── Records for the exercise ──

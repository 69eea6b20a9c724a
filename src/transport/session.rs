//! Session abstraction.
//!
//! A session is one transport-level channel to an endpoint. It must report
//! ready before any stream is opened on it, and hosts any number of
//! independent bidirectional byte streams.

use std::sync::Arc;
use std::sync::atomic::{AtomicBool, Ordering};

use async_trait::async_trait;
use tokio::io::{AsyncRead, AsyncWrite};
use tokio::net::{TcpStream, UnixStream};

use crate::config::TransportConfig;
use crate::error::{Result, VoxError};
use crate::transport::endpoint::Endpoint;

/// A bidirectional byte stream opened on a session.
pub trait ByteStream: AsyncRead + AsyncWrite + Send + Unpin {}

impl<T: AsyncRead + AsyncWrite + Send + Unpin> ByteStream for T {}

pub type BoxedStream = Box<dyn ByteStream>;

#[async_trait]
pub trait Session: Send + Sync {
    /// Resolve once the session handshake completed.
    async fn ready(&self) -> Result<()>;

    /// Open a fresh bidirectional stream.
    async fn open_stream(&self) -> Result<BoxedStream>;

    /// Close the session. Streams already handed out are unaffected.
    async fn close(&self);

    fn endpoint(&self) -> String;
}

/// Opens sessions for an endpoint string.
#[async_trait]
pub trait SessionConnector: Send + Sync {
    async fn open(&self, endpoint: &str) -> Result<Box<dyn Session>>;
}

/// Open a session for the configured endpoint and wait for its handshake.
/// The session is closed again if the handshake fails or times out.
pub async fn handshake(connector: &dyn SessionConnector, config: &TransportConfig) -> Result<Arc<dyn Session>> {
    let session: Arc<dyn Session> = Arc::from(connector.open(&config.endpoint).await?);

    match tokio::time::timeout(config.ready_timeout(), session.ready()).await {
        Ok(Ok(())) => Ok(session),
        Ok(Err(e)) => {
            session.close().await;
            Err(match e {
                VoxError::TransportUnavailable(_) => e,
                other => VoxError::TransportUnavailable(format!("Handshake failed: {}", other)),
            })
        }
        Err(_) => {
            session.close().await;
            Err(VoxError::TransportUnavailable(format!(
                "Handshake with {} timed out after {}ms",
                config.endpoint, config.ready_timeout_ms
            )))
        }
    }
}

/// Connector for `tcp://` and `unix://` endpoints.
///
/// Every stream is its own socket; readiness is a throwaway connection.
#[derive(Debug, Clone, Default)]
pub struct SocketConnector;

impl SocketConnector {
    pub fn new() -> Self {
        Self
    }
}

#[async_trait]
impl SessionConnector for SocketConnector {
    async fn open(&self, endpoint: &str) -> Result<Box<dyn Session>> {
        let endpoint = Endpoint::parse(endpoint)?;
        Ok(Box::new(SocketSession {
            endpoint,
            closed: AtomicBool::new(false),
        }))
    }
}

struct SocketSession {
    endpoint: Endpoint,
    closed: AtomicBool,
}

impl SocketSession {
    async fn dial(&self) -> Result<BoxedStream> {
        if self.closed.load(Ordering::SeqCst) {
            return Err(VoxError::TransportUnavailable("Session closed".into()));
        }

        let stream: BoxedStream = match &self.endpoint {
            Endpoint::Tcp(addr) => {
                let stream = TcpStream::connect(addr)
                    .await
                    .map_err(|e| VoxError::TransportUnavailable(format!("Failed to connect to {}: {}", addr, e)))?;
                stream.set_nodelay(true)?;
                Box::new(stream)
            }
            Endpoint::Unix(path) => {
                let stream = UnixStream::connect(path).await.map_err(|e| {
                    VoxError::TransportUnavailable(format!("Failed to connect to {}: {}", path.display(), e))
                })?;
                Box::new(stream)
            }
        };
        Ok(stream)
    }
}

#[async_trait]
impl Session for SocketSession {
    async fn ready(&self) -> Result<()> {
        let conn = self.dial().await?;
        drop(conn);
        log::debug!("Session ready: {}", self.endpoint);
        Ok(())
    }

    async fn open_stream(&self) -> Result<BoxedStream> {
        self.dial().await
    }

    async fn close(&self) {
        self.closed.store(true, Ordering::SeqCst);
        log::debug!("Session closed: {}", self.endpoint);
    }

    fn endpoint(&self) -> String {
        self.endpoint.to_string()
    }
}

───

> What is needed
Write out the entire listing exactly.

> Answer to this task
repository 69eea6b20a9c724a
filename src/transport/session.rs
//! Session abstraction.
//!
//! A session is one transport-level channel to an endpoint. It must report
//! ready before any stream is opened on it, and hosts any number of
//! independent bidirectional byte streams.

use std::sync::Arc;
use std::sync::atomic::{AtomicBool, Ordering};

use async_trait::async_trait;
use tokio::io::{AsyncRead, AsyncWrite};
use tokio::net::{TcpStream, UnixStream};

use crate::config::TransportConfig;
use crate::error::{Result, VoxError};
use crate::transport::endpoint::Endpoint;

/// A bidirectional byte stream opened on a session.
pub trait ByteStream: AsyncRead + AsyncWrite + Send + Unpin {}

impl<T: AsyncRead + AsyncWrite + Send + Unpin> ByteStream for T {}

pub type BoxedStream = Box<dyn ByteStream>;

#[async_trait]
pub trait Session: Send + Sync {
    /// Resolve once the session handshake completed.
    async fn ready(&self) -> Result<()>;

    /// Open a fresh bidirectional stream.
    async fn open_stream(&self) -> Result<BoxedStream>;

    /// Close the session. Streams already handed out are unaffected.
    async fn close(&self);

    fn endpoint(&self) -> String;
}

/// Opens sessions for an endpoint string.
#[async_trait]
pub trait SessionConnector: Send + Sync {
    async fn open(&self, endpoint: &str) -> Result<Box<dyn Session>>;
}

/// Open a session for the configured endpoint and wait for its handshake.
/// The session is closed again if the handshake fails or times out.
pub async fn handshake(connector: &dyn SessionConnector, config: &TransportConfig) -> Result<Arc<dyn Session>> {
    let session: Arc<dyn Session> = Arc::from(connector.open(&config.endpoint).await?);

    match tokio::time::timeout(config.ready_timeout(), session.ready()).await {
        Ok(Ok(())) => Ok(session),
        Ok(Err(e)) => {
            session.close().await;
            Err(match e {
                VoxError::TransportUnavailable(_) => e,
                other => VoxError::TransportUnavailable(format!("Handshake failed: {}", other)),
            })
        }
        Err(_) => {
            session.close().await;
            Err(VoxError::TransportUnavailable(format!(
                "Handshake with {} timed out after {}ms",
                config.endpoint, config.ready_timeout_ms
            )))
        }
    }
}

/// Connector for `tcp://` and `unix://` endpoints.
///
/// Every stream is its own socket; readiness is a throwaway connection.
#[derive(Debug, Clone, Default)]
pub struct SocketConnector;

impl SocketConnector {
    pub fn new() -> Self {
        Self
    }
}

#[async_trait]
impl SessionConnector for SocketConnector {
    async fn open(&self, endpoint: &str) -> Result<Box<dyn Session>> {
        let endpoint = Endpoint::parse(endpoint)?;
        Ok(Box::new(SocketSession {
            endpoint,
            closed: AtomicBool::new(false),
        }))
    }
}

struct SocketSession {
    endpoint: Endpoint,
    closed: AtomicBool,
}

impl SocketSession {
    async fn dial(&self) -> Result<BoxedStream> {
        if self.closed.load(Ordering::SeqCst) {
            return Err(VoxError::TransportUnavailable("Session closed".into()));
        }

        let stream: BoxedStream = match &self.endpoint {
            Endpoint::Tcp(addr) => {
                let stream = TcpStream::connect(addr)
                    .await
                    .map_err(|e| VoxError::TransportUnavailable(format!("Failed to connect to {}: {}", addr, e)))?;
                stream.set_nodelay(true)?;
                Box::new(stream)
            }
            Endpoint::Unix(path) => {
                let stream = UnixStream::connect(path).await.map_err(|e| {
                    VoxError::TransportUnavailable(format!("Failed to connect to {}: {}", path.display(), e))
                })?;
                Box::new(stream)
            }
        };
        Ok(stream)
    }
}

#[async_trait]
impl Session for SocketSession {
    async fn ready(&self) -> Result<()> {
        let conn = self.dial().await?;
        drop(conn);
        log::debug!("Session ready: {}", self.endpoint);
        Ok(())
    }

    async fn open_stream(&self) -> Result<BoxedStream> {
        self.dial().await
    }

    async fn close(&self) {
        self.closed.store(true, Ordering::SeqCst);
        log::debug!("Session closed: {}", self.endpoint);
    }

    fn endpoint(&self) -> String {
        self.endpoint.to_string()
    }
}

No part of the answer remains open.